El asteroide 2024 YR4, evaluado inicialmente como una amenaza potencial para la Luna, pasará con seguridad junto a su compañero lunar en 2032. Nuevas observaciones del Telescopio Espacial James Webb (JWST) confirman que el asteroide no llegará a la Luna por aproximadamente 21.200 kilómetros (13.200 millas). Este hallazgo elimina una probabilidad de impacto previamente estimada del 4,3%, evitando lo que podría haber sido un evento lunar significativo.
Evaluación inicial de amenazas
Descubierto en diciembre de 2024 por el sistema ATLAS, financiado por la NASA, 2024 YR4 rápidamente llamó la atención debido a su tamaño: aproximadamente 197 pies (60 metros) de diámetro. Un asteroide de esta magnitud plantea un peligro creíble; un impacto terrestre podría devastar una ciudad o provocar un tsunami catastrófico si golpeara el océano. Si bien los cálculos iniciales mostraron que no alcanzaría la Tierra, la posibilidad de una colisión lunar permaneció hasta observaciones recientes.
El papel del telescopio espacial James Webb
El seguimiento preciso de 2024 YR4 requirió datos de alta resolución que solo se podían obtener a través de telescopios avanzados. Investigadores del Laboratorio de Física Aplicada de la Universidad Johns Hopkins (JHUAPL) coordinaron con la NASA y la Agencia Espacial Europea para utilizar JWST durante una estrecha ventana de observación entre el 18 y el 26 de febrero. Al comparar el movimiento del asteroide con las posiciones estelares conocidas de la misión Gaia de la Agencia Espacial Europea, los científicos refinaron su órbita con una precisión sin precedentes. La medición fue un desafío debido a la debilidad del asteroide y al campo de visión limitado del JWST (2,2 minutos de arco cuadrados).

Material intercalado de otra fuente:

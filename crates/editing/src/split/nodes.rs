//! Exploding a polyline into its individual segments.

use geo_types::{Geometry, LineString};
use tracing::debug;

use mapedit_core::prelude::*;

/// Break each selected linestring at every interior vertex.
///
/// A line of N vertices becomes N-1 two-point segments. The original
/// feature keeps its id and attributes and carries the first segment;
/// the rest are added as new features.
pub struct NodeSplit;

impl EditOperation for NodeSplit {
    type Params = ();

    fn name(&self) -> &'static str {
        "node_split"
    }

    fn description(&self) -> &'static str {
        "Split linestrings into one segment per vertex pair"
    }

    fn apply(
        &self,
        store: &mut FeatureStore,
        _kernel: &dyn GeometryKernel,
        selection: &[FeatureId],
        _params: (),
    ) -> Result<Commit> {
        // Validate the whole selection before producing anything.
        let mut exploded: Vec<(FeatureId, Vec<LineString<f64>>)> =
            Vec::with_capacity(selection.len());
        for &id in selection {
            let line = match store.geometry(id)? {
                Geometry::LineString(ls) => ls,
                other => {
                    return Err(Error::UnsupportedKind(
                        GeometryKind::of(other).unwrap_or(GeometryKind::LineString),
                    ))
                }
            };
            if line.0.len() < 3 {
                return Err(Error::InsufficientVertices {
                    needed: 3,
                    found: line.0.len(),
                });
            }
            let segments: Vec<LineString<f64>> = line
                .lines()
                .map(|seg| LineString::new(vec![seg.start, seg.end]))
                .collect();
            exploded.push((id, segments));
        }

        let mut commit = Commit::new();
        for (id, mut segments) in exploded {
            let rest = segments.split_off(1);
            let first = segments.remove(0);
            store.replace_geometry(id, first.into())?;
            commit.replaced.push(id);
            for segment in rest {
                commit.added.push(store.add(segment.into())?);
            }
        }
        debug!(
            replaced = commit.replaced.len(),
            added = commit.added.len(),
            "node split"
        );
        Ok(commit)
    }
}

#[cfg(test)]
mod tests {
    use super::*;
    use crate::kernel::GeoKernel;
    use geo_types::{line_string, point};

    #[test]
    fn test_four_vertices_three_segments() {
        let mut store = FeatureStore::new();
        let id = store
            .add(
                line_string![(x: 0.0, y: 0.0), (x: 1.0, y: 0.0), (x: 2.0, y: 0.0), (x: 3.0, y: 0.0)]
                    .into(),
            )
            .unwrap();

        let commit = NodeSplit.apply(&mut store, &GeoKernel, &[id], ()).unwrap();

        assert_eq!(commit.replaced, vec![id]);
        assert_eq!(commit.added.len(), 2);
        assert_eq!(store.len(), 3);
        assert_eq!(
            store.geometry(id).unwrap(),
            &line_string![(x: 0.0, y: 0.0), (x: 1.0, y: 0.0)].into(),
            "original keeps the first segment"
        );
        assert_eq!(
            store.geometry(commit.added[1]).unwrap(),
            &line_string![(x: 2.0, y: 0.0), (x: 3.0, y: 0.0)].into()
        );
    }

    #[test]
    fn test_two_vertex_line_rejected() {
        let mut store = FeatureStore::new();
        let id = store
            .add(line_string![(x: 0.0, y: 0.0), (x: 1.0, y: 0.0)].into())
            .unwrap();

        let err = NodeSplit
            .apply(&mut store, &GeoKernel, &[id], ())
            .unwrap_err();
        assert_eq!(
            err,
            Error::InsufficientVertices {
                needed: 3,
                found: 2
            }
        );
    }

    #[test]
    fn test_non_line_rejected_before_mutation() {
        let mut store = FeatureStore::new();
        let line = store
            .add(line_string![(x: 0.0, y: 0.0), (x: 1.0, y: 0.0), (x: 2.0, y: 0.0)].into())
            .unwrap();
        let pt = store.add(point! { x: 0.0, y: 0.0 }.into()).unwrap();

        let err = NodeSplit
            .apply(&mut store, &GeoKernel, &[line, pt], ())
            .unwrap_err();
        assert_eq!(err, Error::UnsupportedKind(GeometryKind::Point));
        assert_eq!(store.len(), 2, "store unchanged after rejection");
    }
}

¿Y si el asteroide hubiera impactado?
Si 2024 YR4 hubiera impactado la luna, las consecuencias habrían sido dramáticas. Una colisión habría creado un cráter de aproximadamente un kilómetro de diámetro, liberando energía equivalente a 6 millones de toneladas de TNT. Los escombros resultantes habrían llovido sobre la superficie lunar, pero millones de libras también habrían escapado a la órbita terrestre, representando un peligro para los satélites y potencialmente creando una breve pero espectacular lluvia de meteoritos. Este escenario pone de relieve los riesgos muy reales que plantean los objetos cercanos a la Tierra.
Conclusión
El impacto lunar evitado demuestra el papel fundamental de la observación espacial avanzada en la defensa planetaria. Si bien 2024 YR4 ya no representa una amenaza inmediata, el incidente subraya la necesidad constante de vigilancia y monitoreo continuo de los asteroides cercanos a la Tierra. El próximo peligro potencial ya está ahí afuera, lo que hace que la observación sostenida sea esencial para proteger tanto a la Tierra como a sus vecinos celestes.